Requirement: Copy out each line below in which the string "visuals" appears.

..........

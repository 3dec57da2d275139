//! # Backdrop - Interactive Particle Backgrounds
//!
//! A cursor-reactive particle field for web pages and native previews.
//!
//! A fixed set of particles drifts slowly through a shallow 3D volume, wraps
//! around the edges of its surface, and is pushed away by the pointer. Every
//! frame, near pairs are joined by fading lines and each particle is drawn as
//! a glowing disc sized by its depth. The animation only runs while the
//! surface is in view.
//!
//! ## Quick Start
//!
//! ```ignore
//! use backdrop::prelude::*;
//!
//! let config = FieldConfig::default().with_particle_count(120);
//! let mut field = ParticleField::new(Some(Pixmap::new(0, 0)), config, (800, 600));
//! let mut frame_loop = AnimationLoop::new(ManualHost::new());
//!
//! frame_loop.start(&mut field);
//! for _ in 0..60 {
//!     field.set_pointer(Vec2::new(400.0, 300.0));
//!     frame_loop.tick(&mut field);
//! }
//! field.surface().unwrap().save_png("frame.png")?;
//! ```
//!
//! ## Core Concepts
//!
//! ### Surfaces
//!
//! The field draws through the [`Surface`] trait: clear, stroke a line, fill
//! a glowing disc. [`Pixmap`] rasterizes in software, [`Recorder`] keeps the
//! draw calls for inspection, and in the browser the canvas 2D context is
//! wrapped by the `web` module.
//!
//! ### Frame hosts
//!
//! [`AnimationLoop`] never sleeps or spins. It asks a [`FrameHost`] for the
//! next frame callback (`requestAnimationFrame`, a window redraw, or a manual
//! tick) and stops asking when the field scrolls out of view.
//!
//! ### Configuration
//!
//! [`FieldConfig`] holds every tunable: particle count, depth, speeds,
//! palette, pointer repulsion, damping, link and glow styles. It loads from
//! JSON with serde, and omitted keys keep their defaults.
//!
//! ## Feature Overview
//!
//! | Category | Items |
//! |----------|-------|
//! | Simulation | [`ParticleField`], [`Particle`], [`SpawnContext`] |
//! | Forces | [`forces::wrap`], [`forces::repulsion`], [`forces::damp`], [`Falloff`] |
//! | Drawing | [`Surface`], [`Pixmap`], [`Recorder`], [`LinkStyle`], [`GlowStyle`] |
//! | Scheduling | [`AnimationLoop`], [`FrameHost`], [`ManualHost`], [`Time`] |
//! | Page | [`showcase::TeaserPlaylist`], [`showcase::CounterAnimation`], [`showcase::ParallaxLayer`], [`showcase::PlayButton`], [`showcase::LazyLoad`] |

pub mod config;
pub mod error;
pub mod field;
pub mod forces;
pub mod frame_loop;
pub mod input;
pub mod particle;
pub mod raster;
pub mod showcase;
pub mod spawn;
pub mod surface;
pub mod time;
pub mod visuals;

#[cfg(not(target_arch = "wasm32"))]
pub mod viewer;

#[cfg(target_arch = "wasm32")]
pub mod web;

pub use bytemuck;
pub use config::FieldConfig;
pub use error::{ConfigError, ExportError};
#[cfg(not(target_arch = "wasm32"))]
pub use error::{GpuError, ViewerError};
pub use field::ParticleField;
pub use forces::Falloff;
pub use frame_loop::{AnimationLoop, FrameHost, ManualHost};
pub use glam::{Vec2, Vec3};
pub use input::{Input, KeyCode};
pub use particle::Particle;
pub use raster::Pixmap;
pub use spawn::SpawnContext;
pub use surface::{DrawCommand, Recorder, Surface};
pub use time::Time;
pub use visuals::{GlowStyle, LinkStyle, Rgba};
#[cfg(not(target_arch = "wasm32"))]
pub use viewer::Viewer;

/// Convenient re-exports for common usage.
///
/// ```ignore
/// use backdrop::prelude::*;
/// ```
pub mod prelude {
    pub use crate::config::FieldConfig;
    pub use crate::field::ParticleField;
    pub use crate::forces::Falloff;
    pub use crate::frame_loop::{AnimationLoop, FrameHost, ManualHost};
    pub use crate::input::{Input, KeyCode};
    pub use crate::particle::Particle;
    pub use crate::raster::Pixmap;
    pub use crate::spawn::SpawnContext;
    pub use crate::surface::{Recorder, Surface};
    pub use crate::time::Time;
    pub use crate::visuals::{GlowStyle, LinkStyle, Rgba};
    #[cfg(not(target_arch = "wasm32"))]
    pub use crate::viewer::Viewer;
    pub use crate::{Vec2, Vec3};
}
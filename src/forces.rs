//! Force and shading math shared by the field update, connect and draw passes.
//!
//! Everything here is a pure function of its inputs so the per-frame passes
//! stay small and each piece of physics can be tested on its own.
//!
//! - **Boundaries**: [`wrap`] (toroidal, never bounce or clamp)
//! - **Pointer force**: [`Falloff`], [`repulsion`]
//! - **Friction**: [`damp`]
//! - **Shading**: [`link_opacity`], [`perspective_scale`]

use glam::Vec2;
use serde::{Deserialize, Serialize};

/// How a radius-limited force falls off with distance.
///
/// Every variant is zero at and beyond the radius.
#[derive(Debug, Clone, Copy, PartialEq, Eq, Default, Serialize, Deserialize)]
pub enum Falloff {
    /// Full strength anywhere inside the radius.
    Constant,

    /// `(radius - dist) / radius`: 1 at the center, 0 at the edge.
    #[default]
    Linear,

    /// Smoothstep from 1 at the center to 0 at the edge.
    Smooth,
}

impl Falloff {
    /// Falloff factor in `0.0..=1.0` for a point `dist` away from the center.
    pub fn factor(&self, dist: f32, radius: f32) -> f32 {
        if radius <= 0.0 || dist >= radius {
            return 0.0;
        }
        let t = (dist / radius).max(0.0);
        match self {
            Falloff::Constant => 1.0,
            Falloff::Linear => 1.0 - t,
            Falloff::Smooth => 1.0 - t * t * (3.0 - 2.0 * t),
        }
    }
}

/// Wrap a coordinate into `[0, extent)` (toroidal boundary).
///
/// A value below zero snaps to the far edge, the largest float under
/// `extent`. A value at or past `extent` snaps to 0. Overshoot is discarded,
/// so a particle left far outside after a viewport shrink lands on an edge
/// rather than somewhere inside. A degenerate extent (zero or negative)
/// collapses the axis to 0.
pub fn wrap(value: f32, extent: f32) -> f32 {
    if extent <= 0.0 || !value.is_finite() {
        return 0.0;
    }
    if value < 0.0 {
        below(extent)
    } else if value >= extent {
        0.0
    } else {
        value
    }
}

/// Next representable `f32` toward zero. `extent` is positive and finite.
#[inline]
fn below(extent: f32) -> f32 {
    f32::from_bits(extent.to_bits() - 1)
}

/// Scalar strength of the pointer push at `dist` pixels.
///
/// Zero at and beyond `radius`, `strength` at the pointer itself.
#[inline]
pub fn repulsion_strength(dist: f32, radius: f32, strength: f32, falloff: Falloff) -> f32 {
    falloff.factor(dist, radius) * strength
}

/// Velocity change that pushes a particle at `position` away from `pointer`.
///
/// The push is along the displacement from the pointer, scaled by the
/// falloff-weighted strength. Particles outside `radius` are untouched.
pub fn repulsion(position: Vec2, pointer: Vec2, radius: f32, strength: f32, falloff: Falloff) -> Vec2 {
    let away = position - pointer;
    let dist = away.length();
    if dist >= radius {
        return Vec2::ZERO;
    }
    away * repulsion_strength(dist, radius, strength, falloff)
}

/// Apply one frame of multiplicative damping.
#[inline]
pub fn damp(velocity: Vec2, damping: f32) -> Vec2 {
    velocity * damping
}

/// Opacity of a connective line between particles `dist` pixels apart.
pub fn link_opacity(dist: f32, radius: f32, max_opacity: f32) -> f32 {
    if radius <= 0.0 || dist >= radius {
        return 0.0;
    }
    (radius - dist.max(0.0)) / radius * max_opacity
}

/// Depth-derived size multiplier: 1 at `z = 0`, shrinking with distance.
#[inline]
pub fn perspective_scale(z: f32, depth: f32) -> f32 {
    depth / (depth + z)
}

..........

Completed task:
pub mod visuals;
pub use visuals::{GlowStyle, LinkStyle, Rgba};
    pub use crate::visuals::{GlowStyle, LinkStyle, Rgba};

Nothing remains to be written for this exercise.